Kaya Emine Merve, Huang Nicolas, Elhilali Mounya
Laboratory for Computational Audio Perception, Department of Electrical and Computer Engineering Johns Hopkins University, Baltimore, MD, USA.
Laboratory for Computational Audio Perception, Department of Electrical and Computer Engineering Johns Hopkins University, Baltimore, MD, USA.
Neuroscience. 2020 Aug 1;440:1-14. doi: 10.1016/j.neuroscience.2020.05.018. Epub 2020 May 21.

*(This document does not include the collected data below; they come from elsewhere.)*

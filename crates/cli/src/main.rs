// pgrid - headless views of potential tables
//
// Loads a potential document (JSON or TOML), projects it onto a grid, and
// prints, exports or re-imports that grid.

mod exit_codes;
mod logging;
mod table;

use std::fs::File;
use std::io::{self, BufWriter, Write};
use std::path::{Path, PathBuf};
use std::process::ExitCode;

use clap::{Parser, Subcommand, ValueEnum};
use potgrid_config::Settings;
use potgrid_engine::{column_index, configuration_for_column, Rounding, ValueProjector};
use potgrid_io::{csv, json, load_document, render, save_document, IoError};

use exit_codes::{EXIT_DOCUMENT, EXIT_GRID, EXIT_IO, EXIT_SUCCESS, EXIT_USAGE};

#[derive(Parser)]
#[command(name = "pgrid")]
#[command(about = "Project potential tables onto spreadsheet-style grids (headless)")]
#[command(long_version = long_version())]
#[command(version)]
struct Cli {
    /// More log output on stderr (-v debug, -vv trace). RUST_LOG overrides.
    #[arg(long, short = 'v', action = clap::ArgAction::Count, global = true)]
    verbose: u8,

    /// Settings file (default: <config dir>/potgrid/settings.json)
    #[arg(long, global = true, env = "PGRID_SETTINGS")]
    settings: Option<PathBuf>,

    /// Decimal places shown (overrides display.maxDecimals)
    #[arg(long, global = true)]
    decimals: Option<u32>,

    /// Show values exactly as stored
    #[arg(long, global = true, conflicts_with = "decimals")]
    no_round: bool,

    #[command(subcommand)]
    command: Commands,
}

#[derive(Subcommand)]
enum Commands {
    /// Print the grid of a potential
    #[command(after_help = "\
Examples:
  pgrid show rain.json
  pgrid show rain.toml --decimals 3")]
    Show {
        /// Potential document (.json or .toml)
        doc: PathBuf,

        /// Maximum column width
        #[arg(long, default_value = "16")]
        width: usize,
    },

    /// Export the grid as CSV or JSON
    #[command(after_help = "\
Examples:
  pgrid export rain.json -t csv
  pgrid export rain.json -t csv --column-ids -o rain.csv
  pgrid export rain.json -t json | jq .")]
    Export {
        doc: PathBuf,

        /// Output format
        #[arg(long, short = 't')]
        to: ExportFormat,

        /// Output file (omit for stdout)
        #[arg(long, short = 'o')]
        output: Option<PathBuf>,

        /// CSV delimiter (overrides export.delimiter)
        #[arg(long)]
        delimiter: Option<char>,

        /// First CSV record holds the column ids (A, B, C, ...)
        #[arg(long)]
        column_ids: bool,
    },

    /// Print the parent configuration a grid column stands for
    #[command(after_help = "\
COLUMN is a column id (B, C, ..., AA) or a grid column index (1 = B).

Examples:
  pgrid config rain.json --column C
  pgrid config rain.json --column 2 --json")]
    Config {
        doc: PathBuf,

        #[arg(long)]
        column: String,

        /// Print the configuration as JSON
        #[arg(long)]
        json: bool,
    },

    /// Print which cells are locked (. free, H header, R restricted, U uncertain)
    Mask { doc: PathBuf },

    /// Rebuild a document's values from an edited grid
    #[command(after_help = "\
Examples:
  pgrid export rain.json -t csv -o rain.csv
  # edit rain.csv
  pgrid import rain.json rain.csv
  pgrid import rain.json rain.csv -o rain-edited.toml")]
    Import {
        doc: PathBuf,

        /// Edited grid (CSV, delimiter detected unless given)
        grid: PathBuf,

        /// Where to write the updated document (default: overwrite DOC)
        #[arg(long, short = 'o')]
        output: Option<PathBuf>,

        #[arg(long)]
        delimiter: Option<char>,
    },
}

#[derive(Clone, Copy, ValueEnum)]
enum ExportFormat {
    Csv,
    Json,
}

fn long_version() -> &'static str {
    concat!(
        env!("CARGO_PKG_VERSION"),
        "\nengine:  potgrid-engine ",
        env!("CARGO_PKG_VERSION"),
    )
}

fn main() -> ExitCode {
    let cli = Cli::parse();
    logging::init(cli.verbose);

    let settings = match &cli.settings {
        Some(path) => Settings::load_from(path),
        None => Settings::load(),
    };
    let projector = projector(&cli, &settings);

    let result = match cli.command {
        Commands::Show { doc, width } => cmd_show(&doc, &projector, width),
        Commands::Export { doc, to, output, delimiter, column_ids } => {
            cmd_export(&doc, &projector, &settings, to, output, delimiter, column_ids)
        }
        Commands::Config { doc, column, json } => cmd_config(&doc, &column, json),
        Commands::Mask { doc } => cmd_mask(&doc),
        Commands::Import { doc, grid, output, delimiter } => cmd_import(&doc, &grid, output, delimiter),
    };

    match result {
        Ok(()) => ExitCode::from(EXIT_SUCCESS),
        Err(CliError { code, message, hint }) => {
            if !message.is_empty() {
                eprintln!("error: {}", message);
            }
            if let Some(hint) = hint {
                eprintln!("hint:  {}", hint);
            }
            ExitCode::from(code)
        }
    }
}

#[derive(Debug)]
pub struct CliError {
    pub code: u8,
    pub message: String,
    pub hint: Option<String>,
}

impl CliError {
    pub fn args(msg: impl Into<String>) -> Self {
        Self { code: EXIT_USAGE, message: msg.into(), hint: None }
    }

    pub fn io(msg: impl Into<String>) -> Self {
        Self { code: EXIT_IO, message: msg.into(), hint: None }
    }

    pub fn with_hint(mut self, hint: impl Into<String>) -> Self {
        self.hint = Some(hint.into());
        self
    }
}

impl From<IoError> for CliError {
    fn from(e: IoError) -> Self {
        let code = match &e {
            IoError::Json(_) | IoError::Toml(_) | IoError::Document(_) => EXIT_DOCUMENT,
            IoError::Grid(_) => EXIT_GRID,
            IoError::Io(_) | IoError::Csv(_) => EXIT_IO,
        };
        Self { code, message: e.to_string(), hint: None }
    }
}

impl From<potgrid_engine::GridError> for CliError {
    fn from(e: potgrid_engine::GridError) -> Self {
        IoError::from(e).into()
    }
}

fn projector(cli: &Cli, settings: &Settings) -> ValueProjector {
    if cli.no_round {
        return ValueProjector::exact();
    }
    match cli.decimals {
        Some(decimals) => ValueProjector::new(Some(Rounding::new(decimals, settings.epsilon))),
        None => ValueProjector::new(settings.rounding()),
    }
}

fn ascii_delimiter(delimiter: char) -> Result<u8, CliError> {
    if delimiter.is_ascii() {
        Ok(delimiter as u8)
    } else {
        Err(CliError::args(format!("delimiter {delimiter:?} must be a single ASCII character")))
    }
}

/// Parse a column id (`C`, `aa`) or a grid column index (`2`).
fn parse_column(column: &str) -> Result<usize, CliError> {
    let column = column.trim();
    if let Ok(index) = column.parse::<usize>() {
        return Ok(index);
    }
    column_index(column).ok_or_else(|| {
        CliError::args(format!("invalid column '{column}'")).with_hint("use a column id like B or an index like 1")
    })
}

/// Stdout, or a buffered file when `output` is given.
fn open_output(output: Option<&Path>) -> Result<Box<dyn Write>, CliError> {
    match output {
        Some(path) => {
            let file = File::create(path).map_err(|e| CliError::io(format!("{}: {e}", path.display())))?;
            Ok(Box::new(BufWriter::new(file)))
        }
        None => Ok(Box::new(io::stdout().lock())),
    }
}

fn cmd_show(doc_path: &Path, projector: &ValueProjector, width: usize) -> Result<(), CliError> {
    let doc = load_document(doc_path)?;
    let rendered = render(&doc, projector)?;
    print!("{}", table::render_grid(&rendered.grid, &rendered.layout, width));
    Ok(())
}

fn cmd_export(
    doc_path: &Path,
    projector: &ValueProjector,
    settings: &Settings,
    to: ExportFormat,
    output: Option<PathBuf>,
    delimiter: Option<char>,
    column_ids: bool,
) -> Result<(), CliError> {
    let delimiter = match delimiter {
        Some(c) => ascii_delimiter(c)?,
        None => settings.delimiter_byte(),
    };
    let column_ids = column_ids || settings.include_column_ids;
    let doc = load_document(doc_path)?;
    let rendered = render(&doc, projector)?;
    let mut out = open_output(output.as_deref())?;

    match to {
        ExportFormat::Csv => {
            csv::export(&rendered.grid, &rendered.layout, &mut out, delimiter, column_ids)?;
        }
        ExportFormat::Json => {
            json::export(&rendered.grid, &mut out)?;
            writeln!(out).map_err(|e| CliError::io(e.to_string()))?;
        }
    }
    out.flush().map_err(|e| CliError::io(e.to_string()))?;

    if let Some(path) = &output {
        log::info!("wrote {}", path.display());
    }
    Ok(())
}

fn cmd_config(doc_path: &Path, column: &str, json: bool) -> Result<(), CliError> {
    let doc = load_document(doc_path)?;
    let layout = doc.layout()?;
    let col = parse_column(column)?;
    let configuration = configuration_for_column(col, &layout)?;

    if json {
        let text = serde_json::to_string_pretty(&configuration).map_err(|e| CliError::io(e.to_string()))?;
        println!("{text}");
    } else if configuration.is_empty() {
        println!("{}: (no parents)", layout.column_ids[col]);
    } else {
        println!("{}: {}", layout.column_ids[col], configuration.describe(layout.space()));
    }
    Ok(())
}

fn cmd_mask(doc_path: &Path) -> Result<(), CliError> {
    let doc = load_document(doc_path)?;
    let rendered = render(&doc, &ValueProjector::exact())?;
    print!("{}", table::render_mask(&rendered.mask, &rendered.layout));
    Ok(())
}

fn cmd_import(doc_path: &Path, grid_path: &Path, output: Option<PathBuf>, delimiter: Option<char>) -> Result<(), CliError> {
    let doc = load_document(doc_path)?;
    let layout = doc.layout()?;
    let delimiter = delimiter.map(ascii_delimiter).transpose()?;

    let values = csv::import_file(grid_path, &layout, delimiter, doc.values.kind())?;
    let updated = doc.with_values(values);

    let target = output.as_deref().unwrap_or(doc_path);
    save_document(&updated, target)?;
    log::info!("updated {} values in {}", updated.values.len(), target.display());
    Ok(())
}
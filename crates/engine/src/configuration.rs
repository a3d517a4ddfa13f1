//! Grid columns as parent configurations (evidence).

use potgrid_core::Configuration;

use crate::error::{GridError, Result};
use crate::layout::Layout;

/// Parent configuration represented by data column `col`.
///
/// Decodes the position of the column's top data row and drops the
/// conditioned variable's state.
pub fn configuration_for_column(col: usize, layout: &Layout) -> Result<Configuration> {
    configuration_for_cell(layout.first_editable_row, col, layout)
}

/// Parent configuration of any data cell; the same for every row of a column.
pub fn configuration_for_cell(row: usize, col: usize, layout: &Layout) -> Result<Configuration> {
    if col == 0 || col >= layout.cols {
        return Err(GridError::InvalidColumn { col, cols: layout.cols });
    }
    let position = layout.position_at(row, col)?;
    let codec = layout.codec();
    let parent_states = if layout.is_exact {
        codec.parent_states_of(position)?
    } else {
        codec.configuration_of(position)?.split_off(1)
    };

    let mut configuration = Configuration::new();
    for (parent, state) in layout.space().parents().iter().zip(parent_states) {
        configuration.assign(parent.name(), state);
    }
    Ok(configuration)
}

/// Data column showing `configuration`. Inverse of [`configuration_for_column`].
///
/// Every parent must be assigned; assignments to other variables are ignored.
pub fn column_for_configuration(configuration: &Configuration, layout: &Layout) -> Result<usize> {
    let parents = layout.space().parents();
    let states = parents
        .iter()
        .map(|p| configuration.get(p.name()))
        .collect::<Option<Vec<_>>>()
        .ok_or_else(|| GridError::DimensionMismatch {
            what: "assigned parents",
            expected: parents.len(),
            found: parents.iter().filter(|p| configuration.get(p.name()).is_some()).count(),
        })?;
    Ok(layout.codec().block_of(&states)? + 1)
}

As we listen to everyday sounds, auditory perception is heavily shaped by interactions between acoustic attributes such as pitch, timbre and intensity; though it is not clear how such interactions affect judgments of acoustic salience in dynamic soundscapes. Salience perception is believed to rely on an internal brain model that tracks the evolution of acoustic characteristics of a scene and flags events that do not fit this model as salient. The current study explores how the interdependency between attributes of dynamic scenes affects the neural representation of this internal model and shapes encoding of salient events. Specifically, the study examines how deviations along combinations of acoustic attributes interact to modulate brain responses, and subsequently guide perception of certain sound events as salient given their context. Human volunteers have their attention focused on a visual task and ignore acoustic melodies playing in the background while their brain activity using electroencephalography is recorded. Ambient sounds consist of musical melodies with probabilistically-varying acoustic attributes. Salient notes embedded in these scenes deviate from the melody's statistical distribution along pitch, timbre and/or intensity. Recordings of brain responses to salient notes reveal that neural power in response to the melodic rhythm as well as cross-trial phase alignment in the theta band are modulated by degree of salience of the notes, estimated across all acoustic attributes given their probabilistic context. These neural nonlinear effects across attributes strongly parallel behavioral nonlinear interactions observed in perceptual judgments of auditory salience using similar dynamic melodies; suggesting a neural underpinning of nonlinear interactions that underlie salience perception.
当我们聆听日常声音时,听觉感知很大程度上受到音高、音色和强度等声学属性之间相互作用的影响;不过尚不清楚这种相互作用如何影响动态声景中声学显著性的判断。显著性感知被认为依赖于一种内部脑模型,该模型追踪场景声学特征的演变,并将不符合该模型的事件标记为显著事件。当前的研究探讨了动态场景属性之间的相互依存关系如何影响这种内部模型的神经表征,并塑造显著事件的编码。具体而言,该研究考察了沿着声学属性组合的偏差如何相互作用以调节大脑反应,并随后在特定情境下引导对某些声音事件显著性的感知。人类志愿者将注意力集中在一项视觉任务上,同时忽略背景中播放的声学旋律,在此期间记录他们使用脑电图的大脑活动。环境声音由具有概率变化声学属性的音乐旋律组成。嵌入这些场景中的显著音符在音高、音色和/或强度方面偏离了旋律的统计分布。对显著音符的大脑反应记录显示,对旋律节奏的神经功率以及θ波段的跨试验相位对齐会受到音符显著性程度的调制,这种显著性程度是根据所有声学属性在其概率背景下进行估计的。这些跨属性的神经非线性效应与在使用类似动态旋律进行听觉显著性感知判断时观察到的行为非线性相互作用非常相似;这表明了非线性相互作用的神经基础,而这种非线性相互作用是显著性感知的基础。